Editors at The New York Times gave the story 13 paragraphs of print and the railway’s stock price dropped 5.8 percent below the expected return by the end of trading the next Monday.
This situation illustrates the findings of new research by a Brigham Young University sociologist, who concludes news coverage of protests aimed at publicly-traded companies directly impacts their performance on Wall Street.
The study found just how far a stock’s price declines from a protest depends on editorial decisions about how much attention a story is given. An analysis of 342 protests covered by The New York Times revealed that stocks of targeted companies declined one-tenth of a percent for every paragraph printed about it in the newspaper.
The influence of media coverage stands in contrast to other factors that proved unrelated to stock price. For example, the researchers expected the size of the protest to matter – that protests with more people and sponsoring organizations would lead to greater declines. The researchers also expected boycotts to be a more effective form of protest. In both cases they found no effect.

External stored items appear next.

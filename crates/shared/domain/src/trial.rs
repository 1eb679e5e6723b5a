//! Free-trial and subscription status of a daycare.

use chrono::{DateTime, Duration, Utc};
use serde::{Deserialize, Serialize};

use crate::constants::{SECONDS_PER_DAY, TRIAL_LENGTH_DAYS};

#[derive(Debug, Clone, Copy, PartialEq, Eq, Serialize, Deserialize)]
#[serde(rename_all = "lowercase")]
pub enum SubscriptionStatus {
    Trial,
    Active,
    Expired,
}

/// Access decision derived from a daycare's subscription fields.
#[derive(Debug, Clone, PartialEq, Eq)]
pub struct TrialInfo {
    pub is_on_trial: bool,
    pub is_trial_expired: bool,
    pub is_permanently_active: bool,
    pub is_access_allowed: bool,
    /// `None` means no countdown applies
    pub days_remaining: Option<i64>,
    pub trial_ends_at: Option<DateTime<Utc>>,
}

impl TrialInfo {
    pub fn evaluate(
        status: Option<SubscriptionStatus>,
        trial_ends_at: Option<DateTime<Utc>>,
        now: DateTime<Utc>,
    ) -> Self {
        match (status, trial_ends_at) {
            (Some(SubscriptionStatus::Active), _) => Self {
                is_on_trial: false,
                is_trial_expired: false,
                is_permanently_active: true,
                is_access_allowed: true,
                days_remaining: None,
                trial_ends_at,
            },
            (Some(SubscriptionStatus::Expired), _) => Self {
                is_on_trial: false,
                is_trial_expired: true,
                is_permanently_active: false,
                is_access_allowed: false,
                days_remaining: Some(0),
                trial_ends_at,
            },
            (Some(SubscriptionStatus::Trial), Some(end)) => {
                let days = days_until(end, now);
                let expired = days <= 0;
                Self {
                    is_on_trial: !expired,
                    is_trial_expired: expired,
                    is_permanently_active: false,
                    is_access_allowed: !expired,
                    days_remaining: Some(days),
                    trial_ends_at: Some(end),
                }
            }
            // Records created before subscriptions existed keep access
            _ => Self {
                is_on_trial: false,
                is_trial_expired: false,
                is_permanently_active: false,
                is_access_allowed: true,
                days_remaining: None,
                trial_ends_at: None,
            },
        }
    }
}

/// Whole days left until `end`, rounded up, never negative.
fn days_until(end: DateTime<Utc>, now: DateTime<Utc>) -> i64 {
    let day_ms = SECONDS_PER_DAY * 1000;
    let diff_ms = (end - now).num_milliseconds();
    if diff_ms <= 0 {
        0
    } else {
        (diff_ms + day_ms - 1) / day_ms
    }
}

/// End of a trial started at `now`.
pub fn trial_end_date(now: DateTime<Utc>) -> DateTime<Utc> {
    now + Duration::days(TRIAL_LENGTH_DAYS)
}

#[cfg(test)]
mod tests {
    use super::*;

    #[test]
    fn test_active_is_always_allowed() {
        let now = Utc::now();
        let info = TrialInfo::evaluate(
            Some(SubscriptionStatus::Active),
            Some(now - Duration::days(30)),
            now,
        );
        assert!(info.is_access_allowed);
        assert!(info.is_permanently_active);
        assert_eq!(info.days_remaining, None);
    }

    #[test]
    fn test_expired_is_always_blocked() {
        let now = Utc::now();
        let info = TrialInfo::evaluate(
            Some(SubscriptionStatus::Expired),
            Some(now + Duration::days(3)),
            now,
        );
        assert!(!info.is_access_allowed);
        assert!(info.is_trial_expired);
        assert_eq!(info.days_remaining, Some(0));
    }

    #[test]
    fn test_trial_rounds_partial_days_up() {
        let now = Utc::now();
        let info = TrialInfo::evaluate(
            Some(SubscriptionStatus::Trial),
            Some(now + Duration::hours(25)),
            now,
        );
        assert!(info.is_on_trial);
        assert_eq!(info.days_remaining, Some(2));
    }

    #[test]
    fn test_trial_past_end_date_is_expired() {
        let now = Utc::now();
        let info = TrialInfo::evaluate(
            Some(SubscriptionStatus::Trial),
            Some(now - Duration::minutes(1)),
            now,
        );
        assert!(info.is_trial_expired);
        assert!(!info.is_access_allowed);
        assert_eq!(info.days_remaining, Some(0));
    }

    #[test]
    fn test_missing_fields_allow_access() {
        let info = TrialInfo::evaluate(None, None, Utc::now());
        assert!(info.is_access_allowed);
        assert!(!info.is_trial_expired);

        let trial_without_date =
            TrialInfo::evaluate(Some(SubscriptionStatus::Trial), None, Utc::now());
        assert!(trial_without_date.is_access_allowed);
    }

    #[test]
    fn test_trial_end_date_is_fourteen_days_out() {
        let now = Utc::now();
        assert_eq!(trial_end_date(now) - now, Duration::days(14));
    }
}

“The discontented ‘little guy’ can have an effect in a big way, just not through the traditional thinking about social movements,” said BYU professor Brayden King, lead author on the study. “The best weapon he can wield is the media giving the story a lot of space.”

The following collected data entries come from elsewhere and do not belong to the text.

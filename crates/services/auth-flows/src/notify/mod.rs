//! User-facing notices.

mod notice;

pub use notice::{ConsoleNotifier, Notice, NoticeLog, Notifier, Severity};
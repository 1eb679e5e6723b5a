//! Shared configuration structures.

use serde::{Deserialize, Serialize};

use domain::{DEFAULT_NOTICE_DURATION_MS, DEFAULT_SUPPORT_CONTACT, EXTENDED_NOTICE_DURATION_MS};

/// How user-facing notices are presented.
#[derive(Debug, Clone, Deserialize, Serialize)]
pub struct NoticeConfig {
    /// Display duration for ordinary notices in milliseconds
    pub default_duration_ms: u64,
    /// Display duration for notices that need more reading time
    pub extended_duration_ms: u64,
    /// Name shown when users are told to contact support
    pub support_contact: String,
}

impl Default for NoticeConfig {
    fn default() -> Self {
        Self {
            default_duration_ms: DEFAULT_NOTICE_DURATION_MS,
            extended_duration_ms: EXTENDED_NOTICE_DURATION_MS,
            support_contact: DEFAULT_SUPPORT_CONTACT.to_string(),
        }
    }
}

/// Logging configuration.
#[derive(Debug, Clone, Deserialize, Serialize)]
pub struct LogConfig {
    /// Default filter when `RUST_LOG` is unset
    pub level: String,
}

impl Default for LogConfig {
    fn default() -> Self {
        Self {
            level: "info".to_string(),
        }
    }
}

King and co-author Sarah Soule of Cornell University conducted their analysis using protests that took place during a period of 28 years. The protests, on average, caused a drop in stock price of 0.4 to 1.0 percent, most of that happening on the day of the protest and the day after. King said that amounts to 70 percent of the negative shock corporate acquisitions make on stock price, the topic of his Ph.D. dissertation at the University of Arizona.
“We’re talking about millions of dollars of capital being transferred out or lost,” King said.
The study, to be published in the upcoming issue of Administrative Science Quarterly, showed the damage can be much worse for businesses not normally in the media spotlight, especially when the protest involves labor or consumer issues.
“Part of what makes a protest work for activists is that investors aren’t necessarily expecting it,” King said. “Protests present investors with new information about a corporation.”
The researchers point to the ineffectiveness of boycotts as evidence that investors reactions are driven by information and not immediate financial threats presented by a protest.
“Boycotts are purposefully meant to take revenue away from a company, but boycotts don’t seem to make a protest more effective,” King said. “That tells me that investors’ reactions to protests have more to do with perceptions or information than immediate financial damage.”
According to King, one anonymous reviewer of the study expressed surprise that coverage by The New York Times would impact stock price, presuming that brokers pay more attention to news in The Wall Street Journal.
“If anything, that would suggest protests covered by The Wall Street Journal would produce even larger declines,” King said. “We chose to study events from the archives of The New York Times simply because it provided a bigger record of national protests.”